When $\frac {a^3-b^3}{a^2-b^2}$ is an integer?

Question

If $\frac {a^3-b^3}{a^2-b^2}$ is an integer, then supposing $a-b \ne 0$ we have that also$\frac {a^2+ab+b^2}{a+b}$ is an integer.

For which $a, b\in\mathbb Z$, the fraction $\frac {a^2+ab+b^2}{a+b}$ is an integer?

Answer 1

Assuming $a\neq b$, we want that $\frac{a^2+ab+b^2}{a+b}=(a+b)-\frac{ab}{a+b}$ is an integer.
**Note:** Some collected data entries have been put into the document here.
//! Vehicle reservations booked for maintenance work.
pub mod exception;
pub mod model;
pub mod repository;
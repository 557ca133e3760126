//! Programação OS
use domain_maintenance::model::entity::Programming;
use sea_orm::entity::prelude::*;

#[derive(Clone, Debug, PartialEq, DeriveEntityModel)]
#[sea_orm(table_name = "programming")]
pub struct Model {
    #[sea_orm(primary_key, auto_increment = false)]
    pub id: Uuid,
    #[sea_orm(unique)]
    pub code: String,
    pub status: String,
    pub anomaly_id: Option<Uuid>,
    pub deleted: bool,
    pub created_at: DateTimeUtc,
    pub content: Json,
}

#[derive(Copy, Clone, Debug, EnumIter, DeriveRelation)]
pub enum Relation {}

impl ActiveModelBehavior for ActiveModel {}

impl TryFrom<&Programming> for Model {
    type Error = anyhow::Error;

    fn try_from(p: &Programming) -> Result<Self, Self::Error> {
        Ok(Self {
            id: p.id,
            code: p.code.clone(),
            status: p.status.to_string(),
            anomaly_id: p.planning.links.anomaly_id,
            deleted: p.is_deleted(),
            created_at: p.audit.created_at,
            content: serde_json::to_value(p)?,
        })
    }
}

impl TryFrom<Model> for Programming {
    type Error = anyhow::Error;

    fn try_from(model: Model) -> Result<Self, Self::Error> {
        Ok(serde_json::from_value(model.content)?)
    }
}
The solutions of $$ \frac{ab}{a+b} = k, $$ assuming $a+b\neq 0$, are the solutions of $$ ab-ka-kb = 0, $$ i.e. the solutions of $$ (a-k)(b-k) = k^2, $$ which depend on the couples of divisor/complementary divisor of $k^2$.
In general, for any $d\mid k^2$ we have the solution $$a=d+k,\qquad b=\frac{k^2}{d}+k.$$

Answer 2

A trivial example is for $a,b \in \mathbb{Z}$ such that $a+b=1$

Answer 3

Equation, $(a^2+ab+b^2)=p(a+b)$

where "p' is integral.

while solution given by "Jack D'Aurizio" is nice & since

'OP' needs $(a,b)$ to be integer's there is a

fraction $(k^2/d)$ to be taken care of in his solution.

If instead we take, $(a,b)=[d(k+1),dk(k+1)]$ then we get:

$p=d(k^2+k+1)$

For, $(d,k)=(5,2)$ we get:

$(a,b,p)=(15,30,35)$